> **TASK GOAL**: Write out every entry below word for word, leaving nothing out.

> **DATA SUPPLIED**:

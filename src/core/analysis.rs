//! Similarity measures over holdings mappings.
//!
//! Pure functions over the query output format; no I/O or caching. Two
//! mappings are compared over the union of their holding tickers, with a
//! missing ticker contributing weight 0.0.

use crate::core::holdings::HoldingsMap;
use std::collections::{BTreeMap, BTreeSet};
use std::fmt::Display;

#[derive(Debug, Clone, Copy, PartialEq, Eq)]
pub enum SimilarityMeasure {
    Cosine,
    Jaccard,
    WeightedJaccard,
}

impl SimilarityMeasure {
    pub const ALL: [SimilarityMeasure; 3] = [
        SimilarityMeasure::Cosine,
        SimilarityMeasure::Jaccard,
        SimilarityMeasure::WeightedJaccard,
    ];

    pub fn apply(&self, a: &HoldingsMap, b: &HoldingsMap) -> f64 {
        match self {
            SimilarityMeasure::Cosine => cosine(a, b),
            SimilarityMeasure::Jaccard => jaccard(a, b),
            SimilarityMeasure::WeightedJaccard => weighted_jaccard(a, b),
        }
    }
}

impl Display for SimilarityMeasure {
    fn fmt(&self, f: &mut std::fmt::Formatter<'_>) -> std::fmt::Result {
        write!(
            f,
            "{}",
            match self {
                SimilarityMeasure::Cosine => "Cosine",
                SimilarityMeasure::Jaccard => "Jaccard",
                SimilarityMeasure::WeightedJaccard => "Weighted Jaccard",
            }
        )
    }
}

fn ticker_union<'a>(a: &'a HoldingsMap, b: &'a HoldingsMap) -> BTreeSet<&'a str> {
    a.keys()
        .chain(b.keys())
        .map(String::as_str)
        .collect::<BTreeSet<_>>()
}

fn weight_of(map: &HoldingsMap, ticker: &str) -> f64 {
    map.get(ticker).map_or(0.0, |h| h.weight)
}

/// Cosine similarity of the two weight vectors. Returns 0.0 when either
/// vector has zero magnitude.
pub fn cosine(a: &HoldingsMap, b: &HoldingsMap) -> f64 {
    let mut dot = 0.0;
    let mut norm_a = 0.0;
    let mut norm_b = 0.0;
    for ticker in ticker_union(a, b) {
        let wa = weight_of(a, ticker);
        let wb = weight_of(b, ticker);
        dot += wa * wb;
        norm_a += wa * wa;
        norm_b += wb * wb;
    }
    if norm_a == 0.0 || norm_b == 0.0 {
        return 0.0;
    }
    dot / (norm_a.sqrt() * norm_b.sqrt())
}

/// Jaccard index over the two ticker sets: |intersection| / |union|.
/// Returns 0.0 when both mappings are empty.
pub fn jaccard(a: &HoldingsMap, b: &HoldingsMap) -> f64 {
    let union = ticker_union(a, b);
    if union.is_empty() {
        return 0.0;
    }
    let intersection = union
        .iter()
        .filter(|t| a.contains_key(**t) && b.contains_key(**t))
        .count();
    intersection as f64 / union.len() as f64
}

/// Weighted Jaccard similarity: sum of per-ticker minimum weights over the
/// sum of per-ticker maximum weights. Returns 0.0 when the maxima sum to 0.
pub fn weighted_jaccard(a: &HoldingsMap, b: &HoldingsMap) -> f64 {
    let mut min_sum = 0.0;
    let mut max_sum = 0.0;
    for ticker in ticker_union(a, b) {
        let wa = weight_of(a, ticker);
        let wb = weight_of(b, ticker);
        min_sum += wa.min(wb);
        max_sum += wa.max(wb);
    }
    if max_sum == 0.0 {
        return 0.0;
    }
    min_sum / max_sum
}

/// Similarity for every unordered fund pair, keyed by the lexicographically
/// ordered (fund, fund) tuple.
pub fn pairwise(
    funds: &BTreeMap<String, HoldingsMap>,
    measure: SimilarityMeasure,
) -> BTreeMap<(String, String), f64> {
    let names: Vec<&String> = funds.keys().collect();
    let mut similarities = BTreeMap::new();
    for (i, first) in names.iter().enumerate() {
        for second in names.iter().skip(i + 1) {
            similarities.insert(
                ((*first).clone(), (*second).clone()),
                measure.apply(&funds[*first], &funds[*second]),
            );
        }
    }
    similarities
}

#[cfg(test)]
mod tests {
    use super::*;
    use crate::core::holdings::HoldingWeight;

    fn map(entries: &[(&str, f64)]) -> HoldingsMap {
        entries
            .iter()
            .map(|(t, w)| (t.to_string(), HoldingWeight { weight: *w }))
            .collect()
    }

    #[test]
    fn test_identical_maps_are_fully_similar() {
        let a = map(&[("AAPL", 0.5), ("MSFT", 0.5)]);
        assert!((cosine(&a, &a) - 1.0).abs() < 1e-9);
        assert!((jaccard(&a, &a) - 1.0).abs() < 1e-9);
        assert!((weighted_jaccard(&a, &a) - 1.0).abs() < 1e-9);
    }

    #[test]
    fn test_disjoint_maps_have_zero_similarity() {
        let a = map(&[("A", 0.5), ("B", 0.5)]);
        let b = map(&[("C", 1.0)]);
        assert_eq!(cosine(&a, &b), 0.0);
        assert_eq!(jaccard(&a, &b), 0.0);
        assert_eq!(weighted_jaccard(&a, &b), 0.0);
    }

    #[test]
    fn test_jaccard_partial_overlap() {
        // One shared ticker out of five distinct ones.
        let a = map(&[("A", 0.5), ("B", 0.5)]);
        let b = map(&[("A", 0.1), ("D", 0.3), ("E", 0.3), ("F", 0.3)]);
        assert!((jaccard(&a, &b) - 0.2).abs() < 1e-9);
    }

    #[test]
    fn test_weighted_jaccard_partial_overlap() {
        let a = map(&[("A", 0.5), ("B", 0.5)]);
        let b = map(&[("A", 0.1), ("D", 0.3), ("E", 0.3), ("F", 0.3)]);
        // min sum = 0.1, max sum = 0.5 + 0.5 + 0.3 + 0.3 + 0.3 = 1.9
        let expected = 0.1 / 1.9;
        assert!((weighted_jaccard(&a, &b) - expected).abs() < 1e-9);
        assert!((weighted_jaccard(&b, &a) - expected).abs() < 1e-9);
    }

    #[test]
    fn test_cosine_known_value() {
        let a = map(&[("X", 1.0)]);
        let b = map(&[("X", 1.0), ("Y", 1.0)]);
        let expected = 1.0 / 2.0_f64.sqrt();
        assert!((cosine(&a, &b) - expected).abs() < 1e-9);
    }

    #[test]
    fn test_empty_maps_compare_as_zero() {
        let empty = HoldingsMap::new();
        assert_eq!(cosine(&empty, &empty), 0.0);
        assert_eq!(jaccard(&empty, &empty), 0.0);
        assert_eq!(weighted_jaccard(&empty, &empty), 0.0);
    }

    #[test]
    fn test_pairwise_orders_fund_pairs() {
        let mut funds = BTreeMap::new();
        funds.insert("SPY".to_string(), map(&[("AAPL", 0.07)]));
        funds.insert("IVV".to_string(), map(&[("AAPL", 0.07)]));
        funds.insert("QQQ".to_string(), map(&[("NVDA", 0.09)]));

        let sims = pairwise(&funds, SimilarityMeasure::Jaccard);
        assert_eq!(sims.len(), 3);
        assert!((sims[&("IVV".to_string(), "SPY".to_string())] - 1.0).abs() < 1e-9);
        assert_eq!(sims[&("IVV".to_string(), "QQQ".to_string())], 0.0);
        assert_eq!(sims[&("QQQ".to_string(), "SPY".to_string())], 0.0);
    }
}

> **WRITTEN RESPONSE**:
filename src/core/analysis.rs
//! Similarity measures over holdings mappings.
//!
//! Pure functions over the query output format; no I/O or caching. Two
//! mappings are compared over the union of their holding tickers, with a
//! missing ticker contributing weight 0.0.

use crate::core::holdings::HoldingsMap;
use std::collections::{BTreeMap, BTreeSet};
use std::fmt::Display;

#[derive(Debug, Clone, Copy, PartialEq, Eq)]
pub enum SimilarityMeasure {
    Cosine,
    Jaccard,
    WeightedJaccard,
}

impl SimilarityMeasure {
    pub const ALL: [SimilarityMeasure; 3] = [
        SimilarityMeasure::Cosine,
        SimilarityMeasure::Jaccard,
        SimilarityMeasure::WeightedJaccard,
    ];

    pub fn apply(&self, a: &HoldingsMap, b: &HoldingsMap) -> f64 {
        match self {
            SimilarityMeasure::Cosine => cosine(a, b),
            SimilarityMeasure::Jaccard => jaccard(a, b),
            SimilarityMeasure::WeightedJaccard => weighted_jaccard(a, b),
        }
    }
}

impl Display for SimilarityMeasure {
    fn fmt(&self, f: &mut std::fmt::Formatter<'_>) -> std::fmt::Result {
        write!(
            f,
            "{}",
            match self {
                SimilarityMeasure::Cosine => "Cosine",
                SimilarityMeasure::Jaccard => "Jaccard",
                SimilarityMeasure::WeightedJaccard => "Weighted Jaccard",
            }
        )
    }
}

fn ticker_union<'a>(a: &'a HoldingsMap, b: &'a HoldingsMap) -> BTreeSet<&'a str> {
    a.keys()
        .chain(b.keys())
        .map(String::as_str)
        .collect::<BTreeSet<_>>()
}

fn weight_of(map: &HoldingsMap, ticker: &str) -> f64 {
    map.get(ticker).map_or(0.0, |h| h.weight)
}

/// Cosine similarity of the two weight vectors. Returns 0.0 when either
/// vector has zero magnitude.
pub fn cosine(a: &HoldingsMap, b: &HoldingsMap) -> f64 {
    let mut dot = 0.0;
    let mut norm_a = 0.0;
    let mut norm_b = 0.0;
    for ticker in ticker_union(a, b) {
        let wa = weight_of(a, ticker);
        let wb = weight_of(b, ticker);
        dot += wa * wb;
        norm_a += wa * wa;
        norm_b += wb * wb;
    }
    if norm_a == 0.0 || norm_b == 0.0 {
        return 0.0;
    }
    dot / (norm_a.sqrt() * norm_b.sqrt())
}

/// Jaccard index over the two ticker sets: |intersection| / |union|.
/// Returns 0.0 when both mappings are empty.
pub fn jaccard(a: &HoldingsMap, b: &HoldingsMap) -> f64 {
    let union = ticker_union(a, b);
    if union.is_empty() {
        return 0.0;
    }
    let intersection = union
        .iter()
        .filter(|t| a.contains_key(**t) && b.contains_key(**t))
        .count();
    intersection as f64 / union.len() as f64
}

/// Weighted Jaccard similarity: sum of per-ticker minimum weights over the
/// sum of per-ticker maximum weights. Returns 0.0 when the maxima sum to 0.
pub fn weighted_jaccard(a: &HoldingsMap, b: &HoldingsMap) -> f64 {
    let mut min_sum = 0.0;
    let mut max_sum = 0.0;
    for ticker in ticker_union(a, b) {
        let wa = weight_of(a, ticker);
        let wb = weight_of(b, ticker);
        min_sum += wa.min(wb);
        max_sum += wa.max(wb);
    }
    if max_sum == 0.0 {
        return 0.0;
    }
    min_sum / max_sum
}

/// Similarity for every unordered fund pair, keyed by the lexicographically
/// ordered (fund, fund) tuple.
pub fn pairwise(
    funds: &BTreeMap<String, HoldingsMap>,
    measure: SimilarityMeasure,
) -> BTreeMap<(String, String), f64> {
    let names: Vec<&String> = funds.keys().collect();
    let mut similarities = BTreeMap::new();
    for (i, first) in names.iter().enumerate() {
        for second in names.iter().skip(i + 1) {
            similarities.insert(
                ((*first).clone(), (*second).clone()),
                measure.apply(&funds[*first], &funds[*second]),
            );
        }
    }
    similarities
}

#[cfg(test)]
mod tests {
    use super::*;
    use crate::core::holdings::HoldingWeight;

    fn map(entries: &[(&str, f64)]) -> HoldingsMap {
        entries
            .iter()
            .map(|(t, w)| (t.to_string(), HoldingWeight { weight: *w }))
            .collect()
    }

    #[test]
    fn test_identical_maps_are_fully_similar() {
        let a = map(&[("AAPL", 0.5), ("MSFT", 0.5)]);
        assert!((cosine(&a, &a) - 1.0).abs() < 1e-9);
        assert!((jaccard(&a, &a) - 1.0).abs() < 1e-9);
        assert!((weighted_jaccard(&a, &a) - 1.0).abs() < 1e-9);
    }

    #[test]
    fn test_disjoint_maps_have_zero_similarity() {
        let a = map(&[("A", 0.5), ("B", 0.5)]);
        let b = map(&[("C", 1.0)]);
        assert_eq!(cosine(&a, &b), 0.0);
        assert_eq!(jaccard(&a, &b), 0.0);
        assert_eq!(weighted_jaccard(&a, &b), 0.0);
    }

    #[test]
    fn test_jaccard_partial_overlap() {
        // One shared ticker out of five distinct ones.
        let a = map(&[("A", 0.5), ("B", 0.5)]);
        let b = map(&[("A", 0.1), ("D", 0.3), ("E", 0.3), ("F", 0.3)]);
        assert!((jaccard(&a, &b) - 0.2).abs() < 1e-9);
    }

    #[test]
    fn test_weighted_jaccard_partial_overlap() {
        let a = map(&[("A", 0.5), ("B", 0.5)]);
        let b = map(&[("A", 0.1), ("D", 0.3), ("E", 0.3), ("F", 0.3)]);
        // min sum = 0.1, max sum = 0.5 + 0.5 + 0.3 + 0.3 + 0.3 = 1.9
        let expected = 0.1 / 1.9;
        assert!((weighted_jaccard(&a, &b) - expected).abs() < 1e-9);
        assert!((weighted_jaccard(&b, &a) - expected).abs() < 1e-9);
    }

    #[test]
    fn test_cosine_known_value() {
        let a = map(&[("X", 1.0)]);
        let b = map(&[("X", 1.0), ("Y", 1.0)]);
        let expected = 1.0 / 2.0_f64.sqrt();
        assert!((cosine(&a, &b) - expected).abs() < 1e-9);
    }

    #[test]
    fn test_empty_maps_compare_as_zero() {
        let empty = HoldingsMap::new();
        assert_eq!(cosine(&empty, &empty), 0.0);
        assert_eq!(jaccard(&empty, &empty), 0.0);
        assert_eq!(weighted_jaccard(&empty, &empty), 0.0);
    }

    #[test]
    fn test_pairwise_orders_fund_pairs() {
        let mut funds = BTreeMap::new();
        funds.insert("SPY".to_string(), map(&[("AAPL", 0.07)]));
        funds.insert("IVV".to_string(), map(&[("AAPL", 0.07)]));
        funds.insert("QQQ".to_string(), map(&[("NVDA", 0.09)]));

        let sims = pairwise(&funds, SimilarityMeasure::Jaccard);
        assert_eq!(sims.len(), 3);
        assert!((sims[&("IVV".to_string(), "SPY".to_string())] - 1.0).abs() < 1e-9);
        assert_eq!(sims[&("IVV".to_string(), "QQQ".to_string())], 0.0);
        assert_eq!(sims[&("QQQ".to_string(), "SPY".to_string())], 0.0);
    }
}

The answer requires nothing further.